# Problem statement
If a line in the data contains "values", copy it out.

# Data for processing
[Start of section]

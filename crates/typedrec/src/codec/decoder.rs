// SPDX-License-Identifier: Apache-2.0 OR MIT
// Copyright (c) 2025-2026 naskel.com

//! Single-pass, schema-driven decoder.
//!
//! Fields are read strictly in declaration order. Integer scalars are
//! remembered per record level so that a later slice can look up its
//! element count; nothing is ever read twice.

use crate::codec::resolver::ReferenceResolver;
use crate::config::{CodecConfig, COMPACT_TEXT_ESCAPE, MAX_PREALLOC_ELEMENTS, REFERENCE_ABSENT};
use crate::cursor::{Eof, ReadCursor};
use crate::error::DecodeError;
use crate::schema::{ElementKind, FieldDescriptor, FieldKind, RecordSchema, ScalarKind, TextPrefix};
use crate::value::{Record, Reference, Value};
use std::collections::HashMap;
use std::sync::Arc;

/// Integer fields seen so far at one record level.
type Counts<'s> = HashMap<&'s str, i128>;

pub(crate) struct Decoder<'a, 's> {
    input: ReadCursor<'a>,
    config: &'s CodecConfig,
    resolver: ReferenceResolver,
    path: Vec<&'s str>,
}

impl<'a, 's> Decoder<'a, 's> {
    pub(crate) fn new(input: ReadCursor<'a>, config: &'s CodecConfig) -> Self {
        Self {
            input,
            config,
            resolver: ReferenceResolver::new(),
            path: Vec::new(),
        }
    }

    pub(crate) fn into_input(self) -> ReadCursor<'a> {
        self.input
    }

    pub(crate) fn resolver(&self) -> &ReferenceResolver {
        &self.resolver
    }

    /// Decode a top-level record.
    pub(crate) fn decode_record(
        &mut self,
        schema: &'s Arc<RecordSchema>,
    ) -> Result<Record, DecodeError> {
        self.path.push(schema.name());
        let record = self.decode_fields(schema)?;
        self.path.pop();
        Ok(record)
    }

    fn decode_fields(&mut self, schema: &'s Arc<RecordSchema>) -> Result<Record, DecodeError> {
        let mut counts = Counts::new();
        let mut values = Vec::with_capacity(schema.len());

        for field in schema.fields() {
            log::trace!(
                "[decoder] {} ({}) at {}",
                self.path(field.name()),
                field.kind(),
                self.input.position()
            );
            let value = self.decode_field(schema, field, &counts)?;
            if let Some(count) = value.as_count() {
                counts.insert(field.name(), count);
            }
            values.push(value);
        }

        Ok(Record::from_parts(Arc::clone(schema), values))
    }

    fn decode_field(
        &mut self,
        schema: &'s RecordSchema,
        field: &'s FieldDescriptor,
        counts: &Counts<'s>,
    ) -> Result<Value, DecodeError> {
        let name = field.name();
        let prefix = schema.text_prefix();

        Ok(match field.kind() {
            FieldKind::Scalar(kind) => self.decode_scalar(name, *kind)?,

            FieldKind::FixedArray { element, length } => {
                Value::Array(self.decode_elements(name, *element, prefix, *length)?)
            }

            FieldKind::VariableSlice {
                element,
                count_field,
            } => {
                let count = counts.get(count_field.as_str()).copied();
                let count = self.check_count(name, count)?;
                Value::Slice(self.decode_elements(name, *element, prefix, count)?)
            }

            FieldKind::Vector { element } => {
                let count = self.input.read_u32().map_err(|e| self.eof(name, e))?;
                let count = self.check_count(name, Some(i128::from(count)))?;
                Value::Vector(self.decode_elements(name, *element, prefix, count)?)
            }

            FieldKind::Text => Value::Text(self.decode_text(name, prefix)?),

            FieldKind::Composite(nested) => Value::Composite(self.decode_nested(name, nested)?),

            FieldKind::FixedArrayOfComposite {
                schema: nested,
                length,
            } => {
                let mut items = Vec::with_capacity((*length).min(MAX_PREALLOC_ELEMENTS));
                for _ in 0..*length {
                    items.push(self.decode_nested(name, nested)?);
                }
                Value::CompositeArray(items)
            }

            FieldKind::Reference(nested) => {
                let marker = self.input.read_u8().map_err(|e| self.eof(name, e))?;
                if marker == REFERENCE_ABSENT {
                    Value::Reference(Reference::null())
                } else {
                    let target = self.decode_nested(name, nested)?;
                    Value::Reference(self.resolver.bind(target))
                }
            }
        })
    }

    fn decode_nested(
        &mut self,
        name: &'s str,
        schema: &'s Arc<RecordSchema>,
    ) -> Result<Record, DecodeError> {
        self.path.push(name);
        let record = self.decode_fields(schema)?;
        self.path.pop();
        Ok(record)
    }

    fn decode_elements(
        &mut self,
        name: &str,
        element: ElementKind,
        prefix: TextPrefix,
        count: usize,
    ) -> Result<Vec<Value>, DecodeError> {
        let mut items = Vec::with_capacity(count.min(MAX_PREALLOC_ELEMENTS));
        for _ in 0..count {
            items.push(match element {
                ElementKind::Scalar(kind) => self.decode_scalar(name, kind)?,
                ElementKind::Text => Value::Text(self.decode_text(name, prefix)?),
            });
        }
        Ok(items)
    }

    fn decode_scalar(&mut self, name: &str, kind: ScalarKind) -> Result<Value, DecodeError> {
        let input = &mut self.input;
        let value = match kind {
            ScalarKind::Bool => input.read_u8().map(|b| Value::Bool(b != 0)),
            ScalarKind::I8 => input.read_i8().map(Value::I8),
            ScalarKind::I16 => input.read_i16().map(Value::I16),
            ScalarKind::I32 => input.read_i32().map(Value::I32),
            ScalarKind::I64 => input.read_i64().map(Value::I64),
            ScalarKind::U8 => input.read_u8().map(Value::U8),
            ScalarKind::U16 => input.read_u16().map(Value::U16),
            ScalarKind::U32 => input.read_u32().map(Value::U32),
            ScalarKind::U64 => input.read_u64().map(Value::U64),
            ScalarKind::F32 => input.read_f32().map(Value::F32),
            ScalarKind::F64 => input.read_f64().map(Value::F64),
        };
        value.map_err(|e| self.eof(name, e))
    }

    fn decode_text(&mut self, name: &str, prefix: TextPrefix) -> Result<String, DecodeError> {
        let len = match prefix {
            TextPrefix::U8 => self.input.read_u8().map(u64::from),
            TextPrefix::U16 => self.input.read_u16().map(u64::from),
            TextPrefix::U32 => self.input.read_u32().map(u64::from),
            TextPrefix::Compact => match self.input.read_u8() {
                Ok(COMPACT_TEXT_ESCAPE) => self.input.read_u32().map(u64::from),
                other => other.map(u64::from),
            },
        }
        .map_err(|e| self.eof(name, e))?;

        let len = usize::try_from(len)
            .ok()
            .filter(|&len| self.config.text_len_allowed(len))
            .ok_or_else(|| DecodeError::InvalidCount {
                field: self.path(name),
                count: Some(i128::from(len)),
            })?;

        let bytes = self.input.read_bytes(len).map_err(|e| self.eof(name, e))?;
        String::from_utf8(bytes.to_vec()).map_err(|source| DecodeError::InvalidText {
            field: self.path(name),
            source,
        })
    }

    /// Validate an element count read earlier in the stream.
    fn check_count(&self, name: &str, count: Option<i128>) -> Result<usize, DecodeError> {
        count
            .and_then(|c| usize::try_from(c).ok())
            .filter(|&c| self.config.count_allowed(c))
            .ok_or_else(|| DecodeError::InvalidCount {
                field: self.path(name),
                count,
            })
    }

    fn eof(&self, name: &str, e: Eof) -> DecodeError {
        DecodeError::UnexpectedEof {
            field: self.path(name),
            needed: e.needed,
            remaining: e.remaining,
        }
    }

    /// Dotted path of `field` under the records entered so far.
    fn path(&self, field: &str) -> String {
        let mut path = self.path.join(".");
        if !path.is_empty() {
            path.push('.');
        }
        path.push_str(field);
        path
    }
}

[End of section]

# Solution for this problem
        let mut values = Vec::with_capacity(schema.len());
            values.push(value);
        Ok(Record::from_parts(Arc::clone(schema), values))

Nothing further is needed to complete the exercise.